GRAPHIC: U.S. Inflation: A conflicting view? (https://graphics.reuters.com/USA-ECONOMY/INFLATION/lgvdwyokzpo/chart.png)
Inflation pressures until recently had been concentrated in goods, but consumers have refocused spending on services as the pandemic eased. Fed policymakers are fearful that accelerating service-sector inflation will be more difficult to unravel.
There was little relief on that front, with prices for services excluding energy-related items rising at a 5.5% annual rate in July, the same pace as in the prior month, although there was a decline in the monthly reading.
"While the July CPI report is encouraging, inflation pressures remain strong especially in the core services sector, with still buoyant increases in residential rent prices," said Kathy Bostjancic, chief U.S. economist at Oxford Economics.
GRAPHIC: As goods inflation eases, services step in (https://graphics.reuters.com/USA-FED/INFLATION/lbvgndazapq/chart.png)
An extremely tight labor market is driving up wages, which in turn contribute to higher prices for services. A separate Labor Department report on Wednesday showed real average weekly earnings rose 0.5% in July, the first monthly increase since last September and largest gain since January 2021.
The economy created an unexpectedly robust 528,000 jobs last month, the unemployment rate fell back to its pre-pandemic low, and wage gains surprised to the upside, the Labor Department announced last Friday in a monthly employment report that makes it harder for the Fed to bring the economy into balance soon.
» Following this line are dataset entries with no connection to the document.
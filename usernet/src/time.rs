/*! Ticks and deadlines.

The reactor does not read a clock on its own. Every time-dependent decision (connect timeouts,
idle reclamation) compares against the tick most recently handed to the engine, which keeps the
policy deterministic and testable.

 - [Instant] is an absolute tick in milliseconds.
 - [Expiration] is a deadline that may be absent.

[Instant]: struct.Instant.html
[Expiration]: enum.Expiration.html
*/
use core::{fmt, ops};
pub use core::time::Duration;

/// An absolute tick, in milliseconds since an arbitrary origin.
///
/// Only differences between instants are meaningful. The origin is usually the start of the
/// reactor but nothing depends on it.
#[derive(Debug, Default, Copy, Clone, PartialEq, Eq, PartialOrd, Ord, Hash)]
pub struct Instant {
    millis: i64,
}

/// A deadline, inversion of `Option`.
///
/// Compares such that `Never` is later than every `When`.
#[derive(Debug, Clone, Copy, PartialEq, Eq, PartialOrd, Ord, Hash)]
pub enum Expiration {
    /// Expires once the tick reaches the contained instant.
    When(Instant),
    /// Never expires.
    Never,
}

impl Instant {
    /// The zero tick.
    pub const ZERO: Instant = Instant { millis: 0 };

    /// Create a new `Instant` from a number of milliseconds.
    pub fn from_millis<T: Into<i64>>(millis: T) -> Instant {
        Instant { millis: millis.into() }
    }

    /// Create a new `Instant` from a number of seconds.
    pub fn from_secs<T: Into<i64>>(secs: T) -> Instant {
        Instant { millis: secs.into() * 1000 }
    }

    /// Create a new `Instant` from the current [std::time::SystemTime].
    ///
    /// [std::time::SystemTime]: https://doc.rust-lang.org/std/time/struct.SystemTime.html
    pub fn now() -> Instant {
        Self::from(::std::time::SystemTime::now())
    }

    /// The total number of milliseconds since the origin.
    pub fn total_millis(&self) -> i64 {
        self.millis
    }

    /// The time until `later`, saturating at zero.
    pub fn until(self, later: Instant) -> Duration {
        Duration::from_millis((later.millis - self.millis).max(0) as u64)
    }
}

impl Expiration {
    /// Check if the deadline has been reached at `now`.
    pub fn is_expired(self, now: Instant) -> bool {
        match self {
            Expiration::When(deadline) => deadline <= now,
            Expiration::Never => false,
        }
    }

    /// The deadline instant, if any.
    pub fn instant(self) -> Option<Instant> {
        match self {
            Expiration::When(instant) => Some(instant),
            Expiration::Never => None,
        }
    }
}

impl fmt::Display for Instant {
    fn fmt(&self, f: &mut fmt::Formatter) -> fmt::Result {
        write!(f, "{}.{:03}s", self.millis / 1000, self.millis.rem_euclid(1000))
    }
}

impl ops::Add<Duration> for Instant {
    type Output = Instant;

    fn add(self, rhs: Duration) -> Instant {
        Instant::from_millis(self.millis + rhs.as_millis() as i64)
    }
}

impl ops::AddAssign<Duration> for Instant {
    fn add_assign(&mut self, rhs: Duration) {
        self.millis += rhs.as_millis() as i64;
    }
}

impl ops::Sub<Instant> for Instant {
    type Output = Duration;

    fn sub(self, rhs: Instant) -> Duration {
        Duration::from_millis((self.millis - rhs.millis).unsigned_abs())
    }
}

/// Times before the unix epoch all map to the zero tick.
impl From<::std::time::SystemTime> for Instant {
    fn from(other: ::std::time::SystemTime) -> Instant {
        let n = other.duration_since(::std::time::UNIX_EPOCH)
            .unwrap_or(Duration::ZERO);
        Self::from_millis(n.as_secs() as i64 * 1000 + i64::from(n.subsec_millis()))
    }
}

impl Default for Expiration {
    fn default() -> Self {
        Expiration::Never
    }
}

impl From<Option<Instant>> for Expiration {
    fn from(instant: Option<Instant>) -> Self {
        match instant {
            Some(instant) => Expiration::When(instant),
            None => Expiration::Never,
        }
    }
}
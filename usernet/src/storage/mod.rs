//! Byte storage for flows.
//!
//! Each virtual socket owns one [`SocketBuffer`] per direction. The buffers never reallocate, so
//! the memory held by a flow is fixed when it is created and the number of flows bounds the
//! memory of the whole layer.
//!
//! [`SocketBuffer`]: struct.SocketBuffer.html
mod ring;

pub use self::ring::{Full, Segments, SocketBuffer};

#[cfg(test)]
mod tests;
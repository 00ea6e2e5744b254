//! An echo service on a host port.
//!
//! Accepts host connections on the given address and relays each of them to a pretend guest that
//! sends every byte straight back. This drives the whole path through real host sockets without a
//! guest. Build with `--features log` and set `RUST_LOG=debug` to follow the flows.
use std::mem;
use std::net::SocketAddr;
use structopt::StructOpt;

use usernet::host::sys::System;
use usernet::socket::QueueClass;
use usernet::storage::Segments;
use usernet::time::{Duration, Instant};
use usernet::{Config, Egress, Engine, Error, GuestPacket, Segment, Signal, SocketKey};

fn main() {
    env_logger::init();

    let Options {
        listen,
        guest,
        expire,
        max_sockets,
        once,
    } = Options::from_args();

    let config = Config {
        expire: Duration::from_secs(expire),
        max_sockets,
        ..Config::default()
    };
    let provider = System::new()
        .expect("Couldn't set up host sockets");
    let mut engine: Engine<_> = Engine::new(provider, config);

    let (_, bound) = engine.listen(listen, guest, once)
        .expect(&format!("Couldn't listen on {}", listen));
    println!("Echoing on {}", bound);

    let mut echo = Echo::default();
    loop {
        engine.tick(Instant::now());
        if let Err(err) = engine.poll(Some(Duration::from_secs(1)), &mut echo) {
            eprintln!("Readiness wait failed: {}", err);
            break;
        }

        // Actions the engine could not take yet, kept in order per connection.
        let mut retry: Vec<(SocketKey, Action)> = Vec::new();
        for (key, action) in mem::take(&mut echo.pending) {
            if retry.iter().any(|(blocked, _)| *blocked == key) {
                retry.push((key, action));
                continue;
            }
            let tuple = match engine.socket(key) {
                Some(socket) => *socket.tuple(),
                None => continue,
            };
            let result = match &action {
                Action::Handshake => engine.guest_connected(key),
                Action::Send(data) => engine
                    .input(GuestPacket { tuple, tos: 0, segment: Segment::Data(data) }, &mut echo)
                    .map(drop),
                Action::Close => engine
                    .input(GuestPacket { tuple, tos: 0, segment: Segment::Fin }, &mut echo)
                    .map(drop),
            };
            match result {
                Ok(()) => (),
                Err(Error::BufferFull) => retry.push((key, action)),
                Err(err) => eprintln!("{}: {}", tuple, err),
            }
        }
        retry.append(&mut echo.pending);
        echo.pending = retry;

        if once && engine.table().is_empty() {
            break;
        }
    }
}

/// A guest echoing everything back.
#[derive(Default)]
struct Echo {
    pending: Vec<(SocketKey, Action)>,
}

enum Action {
    Handshake,
    Send(Vec<u8>),
    Close,
}

impl Egress for Echo {
    fn deliver(&mut self, key: SocketKey, _: QueueClass, data: Segments<'_>) -> usize {
        // Leave the data with the engine until the last echo went out.
        if self.pending.iter().any(|(of, action)| *of == key && matches!(action, Action::Send(_))) {
            return 0;
        }
        self.pending.push((key, Action::Send(data.to_vec())));
        data.total()
    }

    fn datagram(&mut self, _: SocketKey, _: QueueClass, _: SocketAddr, _: &[u8]) { }

    fn notify(&mut self, key: SocketKey, signal: Signal) {
        match signal {
            Signal::Accepted => self.pending.push((key, Action::Handshake)),
            Signal::Fin => self.pending.push((key, Action::Close)),
            other => println!("{:?}: {:?}", key, other),
        }
    }
}

#[derive(StructOpt)]
struct Options {
    /// The host address to accept connections on.
    listen: SocketAddr,
    /// The guest address the connections are relayed to.
    #[structopt(long = "guest", default_value = "10.0.2.15:7")]
    guest: SocketAddr,
    /// Idle timeout of a connection in seconds.
    #[structopt(long = "expire", default_value = "240")]
    expire: u64,
    #[structopt(long = "max-sockets", default_value = "1024")]
    max_sockets: usize,
    /// Stop after the first connection.
    #[structopt(long = "once")]
    once: bool,
}
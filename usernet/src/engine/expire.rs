//! Reclaiming idle and stuck flows.
//!
//! Flows waiting for their connection use the short deadline, everything else the long one which
//! is pushed out by every successful read or write. Listeners never expire.
use crate::host::Provider;
use crate::socket::SocketKey;
use crate::time::Instant;

use super::{Egress, Engine, Signal};

impl<P: Provider, X: Default> Engine<P, X> {
    /// Close and free every flow past its deadline at the last tick.
    ///
    /// Each one is reported to the egress as `Signal::Expired`. Returns the number of flows
    /// reclaimed.
    pub fn sweep<E: Egress + ?Sized>(&mut self, egress: &mut E) -> usize {
        let now = self.now;
        let expired: Vec<SocketKey> = self.table.iter()
            .filter(|(_, socket)| socket.expires.is_expired(now))
            .map(|(key, _)| key)
            .collect();

        for &key in &expired {
            if let Some(socket) = self.table.get(key) {
                net_debug!("{}: expired in {:?} at {}", socket.tuple(), socket.phase(), now);
            }
            if self.free(key).is_ok() {
                egress.notify(key, Signal::Expired);
            }
        }

        expired.len()
    }

    /// The earliest deadline of all flows.
    pub fn next_expiry(&self) -> Option<Instant> {
        self.table.iter()
            .filter_map(|(_, socket)| socket.expires.instant())
            .min()
    }
}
Labor market tightness is also underscored by the fact that, although U.S. job openings fell to a nine-month low in June, there were still almost two jobs for every unemployed person.
The Fed has hiked its policy rate by 225 basis points since March despite fears that the sharp rise in borrowing costs could tip the economy into recession.
The U.S. economy unexpectedly contracted in the second quarter, with consumer spending growing at its slowest pace in two years and business spending declining.
The second straight quarterly decline in gross domestic product largely reflected a more moderate pace of inventory accumulation by businesses.
That trend was highlighted by a Commerce Department report on Wednesday showing U.S. wholesale inventories increased 1.8% in June, instead of 1.9% as reported last month.